The task:
Count each line below that has "usize" anywhere in it. Answer with the total alone.

Data records:
☆ ☆ ☆

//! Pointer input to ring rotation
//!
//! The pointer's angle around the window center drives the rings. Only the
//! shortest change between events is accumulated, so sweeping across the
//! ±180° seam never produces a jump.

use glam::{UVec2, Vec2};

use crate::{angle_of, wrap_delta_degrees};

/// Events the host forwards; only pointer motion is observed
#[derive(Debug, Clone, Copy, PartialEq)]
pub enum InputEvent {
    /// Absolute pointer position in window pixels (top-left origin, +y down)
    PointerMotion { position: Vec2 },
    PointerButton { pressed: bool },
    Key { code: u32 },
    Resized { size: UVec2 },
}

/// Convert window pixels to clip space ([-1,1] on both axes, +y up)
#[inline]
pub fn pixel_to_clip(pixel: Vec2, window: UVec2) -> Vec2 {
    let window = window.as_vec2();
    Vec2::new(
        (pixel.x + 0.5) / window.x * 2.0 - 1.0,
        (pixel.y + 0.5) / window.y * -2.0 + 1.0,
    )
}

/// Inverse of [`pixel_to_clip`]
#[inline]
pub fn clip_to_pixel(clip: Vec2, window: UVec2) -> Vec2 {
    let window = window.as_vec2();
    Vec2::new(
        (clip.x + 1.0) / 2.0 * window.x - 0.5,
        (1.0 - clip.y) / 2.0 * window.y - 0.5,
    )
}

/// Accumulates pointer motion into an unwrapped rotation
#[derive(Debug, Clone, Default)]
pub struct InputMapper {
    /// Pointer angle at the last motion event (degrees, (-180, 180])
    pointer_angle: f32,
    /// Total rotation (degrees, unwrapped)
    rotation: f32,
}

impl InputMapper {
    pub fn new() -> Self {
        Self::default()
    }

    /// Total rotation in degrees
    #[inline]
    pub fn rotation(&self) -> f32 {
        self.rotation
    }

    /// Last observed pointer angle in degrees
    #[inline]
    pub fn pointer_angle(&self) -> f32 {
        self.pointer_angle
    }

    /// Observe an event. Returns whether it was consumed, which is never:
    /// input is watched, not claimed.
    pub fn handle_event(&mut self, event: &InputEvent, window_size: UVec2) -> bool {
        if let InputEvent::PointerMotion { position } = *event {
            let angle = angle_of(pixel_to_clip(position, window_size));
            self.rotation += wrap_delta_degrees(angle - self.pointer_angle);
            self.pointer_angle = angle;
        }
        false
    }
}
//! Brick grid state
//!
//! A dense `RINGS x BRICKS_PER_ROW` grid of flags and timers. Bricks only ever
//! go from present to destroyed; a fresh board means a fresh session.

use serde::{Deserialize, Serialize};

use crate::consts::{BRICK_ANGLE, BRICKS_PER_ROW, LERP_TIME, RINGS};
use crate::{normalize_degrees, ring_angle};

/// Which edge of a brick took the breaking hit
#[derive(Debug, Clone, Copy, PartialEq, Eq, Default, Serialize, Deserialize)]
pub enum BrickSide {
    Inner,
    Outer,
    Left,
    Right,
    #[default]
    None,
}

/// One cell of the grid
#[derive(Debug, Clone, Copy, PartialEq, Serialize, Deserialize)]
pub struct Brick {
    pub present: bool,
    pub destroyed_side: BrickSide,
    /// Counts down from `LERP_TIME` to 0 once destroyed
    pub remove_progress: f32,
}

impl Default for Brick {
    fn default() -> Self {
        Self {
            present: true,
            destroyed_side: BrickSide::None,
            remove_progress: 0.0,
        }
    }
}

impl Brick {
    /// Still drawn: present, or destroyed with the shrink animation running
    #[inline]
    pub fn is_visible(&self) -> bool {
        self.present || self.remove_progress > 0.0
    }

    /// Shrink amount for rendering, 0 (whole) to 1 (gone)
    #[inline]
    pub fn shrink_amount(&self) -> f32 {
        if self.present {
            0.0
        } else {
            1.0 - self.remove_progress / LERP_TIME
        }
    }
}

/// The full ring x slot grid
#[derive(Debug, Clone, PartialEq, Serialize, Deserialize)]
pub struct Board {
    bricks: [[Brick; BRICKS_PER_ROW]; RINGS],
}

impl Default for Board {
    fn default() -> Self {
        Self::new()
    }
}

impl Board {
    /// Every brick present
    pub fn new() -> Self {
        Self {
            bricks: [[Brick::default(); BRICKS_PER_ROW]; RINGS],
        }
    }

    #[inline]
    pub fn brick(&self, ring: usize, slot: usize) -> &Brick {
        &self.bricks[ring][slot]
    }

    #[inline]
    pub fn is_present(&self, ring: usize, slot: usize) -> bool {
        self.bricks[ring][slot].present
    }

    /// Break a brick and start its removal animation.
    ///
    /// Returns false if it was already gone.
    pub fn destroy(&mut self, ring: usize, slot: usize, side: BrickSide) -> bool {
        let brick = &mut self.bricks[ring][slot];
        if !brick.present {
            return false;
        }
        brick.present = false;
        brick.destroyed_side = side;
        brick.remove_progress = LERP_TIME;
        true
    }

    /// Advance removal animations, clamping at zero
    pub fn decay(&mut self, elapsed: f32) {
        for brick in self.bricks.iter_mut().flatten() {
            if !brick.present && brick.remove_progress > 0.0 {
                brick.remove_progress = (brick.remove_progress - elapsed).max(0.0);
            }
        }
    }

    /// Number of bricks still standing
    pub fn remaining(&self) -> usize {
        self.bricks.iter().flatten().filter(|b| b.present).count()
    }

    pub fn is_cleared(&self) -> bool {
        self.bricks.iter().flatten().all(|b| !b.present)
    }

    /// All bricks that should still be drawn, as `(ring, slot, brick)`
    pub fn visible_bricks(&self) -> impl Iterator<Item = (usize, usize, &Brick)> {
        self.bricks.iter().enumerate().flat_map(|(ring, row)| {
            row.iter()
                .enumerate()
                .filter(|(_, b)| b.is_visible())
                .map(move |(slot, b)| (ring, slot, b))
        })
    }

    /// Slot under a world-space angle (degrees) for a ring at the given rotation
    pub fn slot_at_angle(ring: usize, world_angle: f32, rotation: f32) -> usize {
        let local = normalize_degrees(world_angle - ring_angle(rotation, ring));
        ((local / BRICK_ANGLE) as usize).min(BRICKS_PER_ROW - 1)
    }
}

☆ ☆ ☆

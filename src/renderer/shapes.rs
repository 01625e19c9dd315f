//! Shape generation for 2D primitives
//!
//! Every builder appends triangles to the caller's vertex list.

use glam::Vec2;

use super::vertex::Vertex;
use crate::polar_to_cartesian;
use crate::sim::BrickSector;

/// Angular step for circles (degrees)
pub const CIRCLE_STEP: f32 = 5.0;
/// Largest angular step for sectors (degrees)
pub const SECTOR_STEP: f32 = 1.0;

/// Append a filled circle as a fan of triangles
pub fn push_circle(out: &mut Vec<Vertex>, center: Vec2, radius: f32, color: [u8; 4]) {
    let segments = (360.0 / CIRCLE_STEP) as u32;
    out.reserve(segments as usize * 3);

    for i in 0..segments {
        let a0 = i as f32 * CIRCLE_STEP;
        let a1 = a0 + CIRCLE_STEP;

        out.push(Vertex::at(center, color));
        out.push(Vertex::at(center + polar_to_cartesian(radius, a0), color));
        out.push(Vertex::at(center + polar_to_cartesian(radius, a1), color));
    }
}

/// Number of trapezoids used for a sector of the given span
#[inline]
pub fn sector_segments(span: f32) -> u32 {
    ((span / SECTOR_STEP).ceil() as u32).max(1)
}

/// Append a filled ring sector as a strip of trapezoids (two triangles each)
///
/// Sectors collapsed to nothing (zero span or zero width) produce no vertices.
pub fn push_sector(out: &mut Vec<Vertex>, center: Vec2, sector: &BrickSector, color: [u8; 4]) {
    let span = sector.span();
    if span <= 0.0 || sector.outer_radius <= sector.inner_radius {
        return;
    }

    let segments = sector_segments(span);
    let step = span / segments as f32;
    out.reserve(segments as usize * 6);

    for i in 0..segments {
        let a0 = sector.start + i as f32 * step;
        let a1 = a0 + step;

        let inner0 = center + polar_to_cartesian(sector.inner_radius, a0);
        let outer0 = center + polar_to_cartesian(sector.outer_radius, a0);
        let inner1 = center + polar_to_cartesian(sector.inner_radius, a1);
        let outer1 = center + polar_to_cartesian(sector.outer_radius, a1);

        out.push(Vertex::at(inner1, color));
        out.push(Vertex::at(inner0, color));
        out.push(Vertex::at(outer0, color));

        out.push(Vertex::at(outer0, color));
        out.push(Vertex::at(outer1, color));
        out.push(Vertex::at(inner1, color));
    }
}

☆ ☆ ☆

Written response:
9